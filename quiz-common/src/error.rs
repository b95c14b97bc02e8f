//! Common error types for the quiz service

use thiserror::Error;

/// Common result type for quiz operations
pub type Result<T> = std::result::Result<T, Error>;

/// Error types shared by the scoring, repository and leaderboard layers
#[derive(Error, Debug)]
pub enum Error {
    /// Submission is missing a required field or carries an unusable value
    #[error("Validation error: {0}")]
    Validation(String),

    /// Invalid input to a pure operation (e.g. too many quiz answers)
    #[error("Invalid input: {0}")]
    InvalidInput(String),

    /// Backing key-value store unreachable, timed out or misconfigured
    #[error("Store unavailable: {0}")]
    StoreUnavailable(String),

    /// A stored leaderboard member could not be decoded
    #[error("Deserialization error: {0}")]
    Deserialization(String),

    /// Configuration loading or validation error
    #[error("Configuration error: {0}")]
    Config(String),

    /// I/O operation error (wraps std::io::Error)
    #[error("IO error: {0}")]
    Io(#[from] std::io::Error),
}

#[cfg(feature = "redis")]
impl From<redis::RedisError> for Error {
    fn from(err: redis::RedisError) -> Self {
        Error::StoreUnavailable(err.to_string())
    }
}
//! Error types for quiz-api

use axum::{
    http::StatusCode,
    response::{IntoResponse, Response},
    Json,
};
use serde_json::json;
use thiserror::Error;
use tracing::error;

/// API error type
#[derive(Debug, Error)]
pub enum ApiError {
    /// Invalid request (400)
    #[error("{0}")]
    BadRequest(String),

    /// Resource not found (404)
    #[error("{0}")]
    NotFound(String),

    /// Internal server error (500)
    #[error("{0}")]
    Internal(String),
}

impl From<quiz_common::Error> for ApiError {
    fn from(err: quiz_common::Error) -> Self {
        use quiz_common::Error;

        match err {
            Error::Validation(msg) | Error::InvalidInput(msg) => ApiError::BadRequest(msg),
            other => {
                error!("Request failed: {}", other);
                ApiError::Internal(other.to_string())
            }
        }
    }
}

impl IntoResponse for ApiError {
    fn into_response(self) -> Response {
        let status = match self {
            ApiError::BadRequest(_) => StatusCode::BAD_REQUEST,
            ApiError::NotFound(_) => StatusCode::NOT_FOUND,
            ApiError::Internal(_) => StatusCode::INTERNAL_SERVER_ERROR,
        };

        let body = Json(json!({
            "error": self.to_string(),
        }));

        (status, body).into_response()
    }
}

/// Result type for API handlers
pub type ApiResult<T> = Result<T, ApiError>;

#[cfg(test)]
mod tests {
    use super::*;

    #[test]
    fn test_validation_maps_to_bad_request() {
        let err: ApiError = quiz_common::Error::Validation("Missing required field: score".into()).into();
        assert!(matches!(err, ApiError::BadRequest(_)));
        assert_eq!(err.into_response().status(), StatusCode::BAD_REQUEST);
    }

    #[test]
    fn test_store_failure_maps_to_internal() {
        let err: ApiError = quiz_common::Error::StoreUnavailable("connection refused".into()).into();
        assert_eq!(err.into_response().status(), StatusCode::INTERNAL_SERVER_ERROR);
    }
}
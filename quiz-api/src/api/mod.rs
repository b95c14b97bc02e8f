//! HTTP API handlers for quiz-api

pub mod health;
pub mod leaderboard;
pub mod quiz;
pub mod share;

pub use health::health_routes;
pub use leaderboard::leaderboard_routes;
pub use quiz::quiz_routes;
pub use share::share_routes;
◇ ◇ ◇ ◇ ◇
* _WORK INSTRUCTIONS_
Restate the material above word for word, leaving nothing out.

* _WRITTEN SOLUTION_
filename quiz-common/src/error.rs
repository b95c14b97bc02e8f
//! Common error types for the quiz service

use thiserror::Error;

/// Common result type for quiz operations
pub type Result<T> = std::result::Result<T, Error>;

/// Error types shared by the scoring, repository and leaderboard layers
#[derive(Error, Debug)]
pub enum Error {
    /// Submission is missing a required field or carries an unusable value
    #[error("Validation error: {0}")]
    Validation(String),

    /// Invalid input to a pure operation (e.g. too many quiz answers)
    #[error("Invalid input: {0}")]
    InvalidInput(String),

    /// Backing key-value store unreachable, timed out or misconfigured
    #[error("Store unavailable: {0}")]
    StoreUnavailable(String),

    /// A stored leaderboard member could not be decoded
    #[error("Deserialization error: {0}")]
    Deserialization(String),

    /// Configuration loading or validation error
    #[error("Configuration error: {0}")]
    Config(String),

    /// I/O operation error (wraps std::io::Error)
    #[error("IO error: {0}")]
    Io(#[from] std::io::Error),
}

#[cfg(feature = "redis")]
impl From<redis::RedisError> for Error {
    fn from(err: redis::RedisError) -> Self {
        Error::StoreUnavailable(err.to_string())
    }
}
//! Error types for quiz-api

use axum::{
    http::StatusCode,
    response::{IntoResponse, Response},
    Json,
};
use serde_json::json;
use thiserror::Error;
use tracing::error;

/// API error type
#[derive(Debug, Error)]
pub enum ApiError {
    /// Invalid request (400)
    #[error("{0}")]
    BadRequest(String),

    /// Resource not found (404)
    #[error("{0}")]
    NotFound(String),

    /// Internal server error (500)
    #[error("{0}")]
    Internal(String),
}

impl From<quiz_common::Error> for ApiError {
    fn from(err: quiz_common::Error) -> Self {
        use quiz_common::Error;

        match err {
            Error::Validation(msg) | Error::InvalidInput(msg) => ApiError::BadRequest(msg),
            other => {
                error!("Request failed: {}", other);
                ApiError::Internal(other.to_string())
            }
        }
    }
}

impl IntoResponse for ApiError {
    fn into_response(self) -> Response {
        let status = match self {
            ApiError::BadRequest(_) => StatusCode::BAD_REQUEST,
            ApiError::NotFound(_) => StatusCode::NOT_FOUND,
            ApiError::Internal(_) => StatusCode::INTERNAL_SERVER_ERROR,
        };

        let body = Json(json!({
            "error": self.to_string(),
        }));

        (status, body).into_response()
    }
}

/// Result type for API handlers
pub type ApiResult<T> = Result<T, ApiError>;

#[cfg(test)]
mod tests {
    use super::*;

    #[test]
    fn test_validation_maps_to_bad_request() {
        let err: ApiError = quiz_common::Error::Validation("Missing required field: score".into()).into();
        assert!(matches!(err, ApiError::BadRequest(_)));
        assert_eq!(err.into_response().status(), StatusCode::BAD_REQUEST);
    }

    #[test]
    fn test_store_failure_maps_to_internal() {
        let err: ApiError = quiz_common::Error::StoreUnavailable("connection refused".into()).into();
        assert_eq!(err.into_response().status(), StatusCode::INTERNAL_SERVER_ERROR);
    }
}
filename quiz-api/src/api/mod.rs
repository b95c14b97bc02e8f
//! HTTP API handlers for quiz-api

pub mod health;
pub mod leaderboard;
pub mod quiz;
pub mod share;

pub use health::health_routes;
pub use leaderboard::leaderboard_routes;
pub use quiz::quiz_routes;
pub use share::share_routes;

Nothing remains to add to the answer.